- Born: Satyawan India
- Citizenship: India
- Occupations: Professor, researcher, educator,administrator

= Satyawan Damle =

Satyawan Damle or S. G. Damle, worked as the vice chancellor and director-general at Maharishi Markandeshwar University, Mullana, Haryana, India.

==Biography==

Damle was born on February 2, at Nagpur. He completed his Bachelor of Dental Surgery (BDS) in 1974 from Nagpur University, Master of Dental Surgery (MDS) in 1982 from Postgraduate Institute of Medical Education and Research, Chandigarh, India) and obtained his Ph.D in 2010 from Annamalai University,Tamilnadu .

==Career==

Before joining as Vice Chancellor of Maharishi Markandeshwar University,Mullana Ambala, Haryana, in 2008, he worked as the Joint Municipal Commissioner of Municipal Corporation of Greater Mumbai (2003-2007). He has also worked as the dean, faculty of Dentistry at University of Mumbai, Bombay (1999-2006). He was the Dean of one of the premier dental institutes of the country i.e. Nair Hospital Dental College, Mumbai for 13 years.

He traveled nationally and internationally as Invited Speaker, Keynote Speaker, and Guest Speaker and represented India at various forums and conferences including WHO, FDI, APDC/APDF. He was Chairman of Scientific Committee for the 112th World Dental Congress which was held at NCR New Delhi in 2014.

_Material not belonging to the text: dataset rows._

//! Listen address

use crate::error::{Result, ServerError};
use std::net::SocketAddr;

/// Where the HTTP server binds.
///
/// ```
/// use server::ServerConfig;
///
/// let config = ServerConfig::new("127.0.0.1", 8080);
/// assert_eq!(config.addr().map(|a| a.port()).ok(), Some(8080));
/// ```
#[derive(Debug, Clone, PartialEq, Eq)]
pub struct ServerConfig {
    pub host: String,
    /// 0 binds an ephemeral port
    pub port: u16,
}

impl ServerConfig {
    pub fn new(host: impl Into<String>, port: u16) -> Self {
        Self {
            host: host.into(),
            port,
        }
    }

    /// Loopback on an ephemeral port.
    pub fn ephemeral() -> Self {
        Self::new("127.0.0.1", 0)
    }

    pub fn addr(&self) -> Result<SocketAddr> {
        let joined = format!("{}:{}", self.host, self.port);
        joined
            .parse()
            .map_err(|_| ServerError::InvalidAddress(joined))
    }
}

He is the recipient of Fellowship of Royal College of Surgeons and Physicians, Glasgow, Royal College of Surgeons, London, and Fellowship of Royal College of Surgeons, Edinburgh. He is also a Fellow of academy of Medical Educators Cardiff UK and a Fellow of National Academy of Medical Sciences, Fellow of International Academy of Medical Sciences, Fellow of Dental Research, and Fellow of Pierre Fauchard Academy. Prof. Damle conducted numerous inspections of Dental council of India, University Grants Commission. He has also been a Chairman / Member of Peer Team visits of NAAC (National Assessment and Accreditation Council).

==Publications==

As far as publications are concerned, he has 151 publications to his credit with 1954 citations in Google Scholar, 1446 Researchgate citations with 33.56 impact points and 732 Scopus citations.

==Books==

Books authored by him include the following:

- Text Book(s): Five editions of ‘Textbook of Pediatric Dentistry. The book is recommended by Dental Council of India and most of the Indian Universities for BDS & MDS studies Also the first indian author to write Text book of Pediatric Dentistry, published bt Bentham publishers Singapore
- Monograph(s): Manual for Dental Professionals on HIV and AIDS
- Chapters in standard text books/Volume of/Proceedings of Major
- Oral Health in India – A report of the Multi centric Study, Ministry of Health & Family Welfare, Govt. of India & World Health Organization
- Dental Council of India- oral health survey and fluoride mapping

==Research papers==

Selected research papers include:

- S G Damle, India, Fluoridated dentifrices: towards a cavity free future. International Dental Journal (2009) Vol.59/No.4 (Supplement 1): 237-243.
- Damle S.G, Nadkarni UM. Calcium hydroxide and zinc oxide eugenol as root canal filling materials in primary molars: a comparative study. Australian Endodontic Journal. 2005 Dec; 31 (3): 114-9.
- Satyawan Gangaramji Damle, VikasBengude, Sheeba Saini. Evaluation of Ability of Dentifrices to Remineraliaze Artificial Caries-Like Lesions. Dental Research Journal DRJ Vo.7, No 1 (2010) Page 7-11.
- Damle SG, Doiphode G. A comparison of anticaries and antiplaque efficacy of a fluoridated dentifrice containing 1000 ppm sodium monofluoro phosphate + calcium glycerophosphate and non-fluoridated dentifrice: a one-and-a-half-year clinical trial. [JODDD] Journal of Dental Research, Dental Clinics, Dental Prospects, Page 1-6.
- S.G. Damle, A.K. Jetpurwala, Saini, P. Gupta. Evaluation of Oral Health Status as an Indicator of Disease Progression in HIV Positive Children. Brazilian Research in Pediatric Dentistry & Integrated Clinic Vol 10 No 2 (2010) 151-156.